Task instructions
Write out the data below exactly, beginning with the first line and ending once the line that has "let invalid = |reason: &str|" is written.

Dataset entries:
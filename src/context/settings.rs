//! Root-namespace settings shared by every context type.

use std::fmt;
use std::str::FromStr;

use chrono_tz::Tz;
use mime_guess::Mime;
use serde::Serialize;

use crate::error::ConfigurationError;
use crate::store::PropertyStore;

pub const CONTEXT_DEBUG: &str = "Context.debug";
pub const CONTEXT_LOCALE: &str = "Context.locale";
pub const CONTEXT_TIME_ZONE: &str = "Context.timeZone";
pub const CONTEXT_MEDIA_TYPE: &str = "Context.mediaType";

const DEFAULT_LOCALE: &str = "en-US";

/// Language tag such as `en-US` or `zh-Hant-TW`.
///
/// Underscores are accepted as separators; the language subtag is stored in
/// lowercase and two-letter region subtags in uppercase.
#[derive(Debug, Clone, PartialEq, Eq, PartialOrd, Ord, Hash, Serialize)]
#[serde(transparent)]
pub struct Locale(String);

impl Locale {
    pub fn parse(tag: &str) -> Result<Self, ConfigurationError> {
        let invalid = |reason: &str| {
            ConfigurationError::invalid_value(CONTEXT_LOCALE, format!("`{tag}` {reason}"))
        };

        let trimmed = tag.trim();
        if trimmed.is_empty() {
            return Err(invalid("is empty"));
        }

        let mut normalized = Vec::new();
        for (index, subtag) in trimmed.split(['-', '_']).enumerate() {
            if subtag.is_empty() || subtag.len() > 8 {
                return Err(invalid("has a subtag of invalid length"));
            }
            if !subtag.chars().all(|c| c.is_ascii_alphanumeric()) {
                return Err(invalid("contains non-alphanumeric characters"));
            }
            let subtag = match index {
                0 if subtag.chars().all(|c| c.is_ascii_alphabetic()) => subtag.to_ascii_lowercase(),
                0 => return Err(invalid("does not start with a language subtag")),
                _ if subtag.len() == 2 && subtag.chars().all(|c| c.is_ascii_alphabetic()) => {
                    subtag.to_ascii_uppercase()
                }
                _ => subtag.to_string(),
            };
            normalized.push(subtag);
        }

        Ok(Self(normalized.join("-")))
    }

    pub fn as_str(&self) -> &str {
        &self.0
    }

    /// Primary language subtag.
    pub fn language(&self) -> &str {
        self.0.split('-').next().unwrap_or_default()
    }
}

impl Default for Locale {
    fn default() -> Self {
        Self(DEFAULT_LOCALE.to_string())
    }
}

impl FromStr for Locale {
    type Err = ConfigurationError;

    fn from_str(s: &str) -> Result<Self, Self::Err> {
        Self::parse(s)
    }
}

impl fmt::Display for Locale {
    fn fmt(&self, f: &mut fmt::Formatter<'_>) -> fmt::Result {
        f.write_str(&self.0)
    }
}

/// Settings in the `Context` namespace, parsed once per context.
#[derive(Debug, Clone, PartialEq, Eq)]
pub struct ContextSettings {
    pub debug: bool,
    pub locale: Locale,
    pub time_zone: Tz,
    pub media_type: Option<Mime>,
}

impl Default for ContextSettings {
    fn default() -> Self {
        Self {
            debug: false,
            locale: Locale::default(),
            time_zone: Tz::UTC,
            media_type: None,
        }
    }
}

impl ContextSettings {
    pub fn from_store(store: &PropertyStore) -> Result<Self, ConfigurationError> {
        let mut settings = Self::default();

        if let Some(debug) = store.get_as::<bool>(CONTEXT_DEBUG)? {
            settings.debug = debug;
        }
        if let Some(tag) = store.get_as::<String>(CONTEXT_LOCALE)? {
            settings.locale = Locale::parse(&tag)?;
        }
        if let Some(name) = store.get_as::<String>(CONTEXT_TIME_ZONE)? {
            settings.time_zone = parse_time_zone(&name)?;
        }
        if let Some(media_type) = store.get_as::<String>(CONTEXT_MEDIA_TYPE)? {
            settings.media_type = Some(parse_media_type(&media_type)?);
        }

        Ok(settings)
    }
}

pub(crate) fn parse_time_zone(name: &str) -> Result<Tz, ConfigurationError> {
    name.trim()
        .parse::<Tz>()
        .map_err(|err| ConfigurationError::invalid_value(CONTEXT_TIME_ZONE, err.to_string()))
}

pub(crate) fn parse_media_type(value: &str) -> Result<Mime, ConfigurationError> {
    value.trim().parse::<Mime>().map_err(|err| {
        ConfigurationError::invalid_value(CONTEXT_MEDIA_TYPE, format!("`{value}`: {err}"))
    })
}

Written reply
filename src/context/settings.rs
//! Root-namespace settings shared by every context type.

use std::fmt;
use std::str::FromStr;

use chrono_tz::Tz;
use mime_guess::Mime;
use serde::Serialize;

use crate::error::ConfigurationError;
use crate::store::PropertyStore;

pub const CONTEXT_DEBUG: &str = "Context.debug";
pub const CONTEXT_LOCALE: &str = "Context.locale";
pub const CONTEXT_TIME_ZONE: &str = "Context.timeZone";
pub const CONTEXT_MEDIA_TYPE: &str = "Context.mediaType";

const DEFAULT_LOCALE: &str = "en-US";

/// Language tag such as `en-US` or `zh-Hant-TW`.
///
/// Underscores are accepted as separators; the language subtag is stored in
/// lowercase and two-letter region subtags in uppercase.
#[derive(Debug, Clone, PartialEq, Eq, PartialOrd, Ord, Hash, Serialize)]
#[serde(transparent)]
pub struct Locale(String);

impl Locale {
    pub fn parse(tag: &str) -> Result<Self, ConfigurationError> {
        let invalid = |reason: &str| {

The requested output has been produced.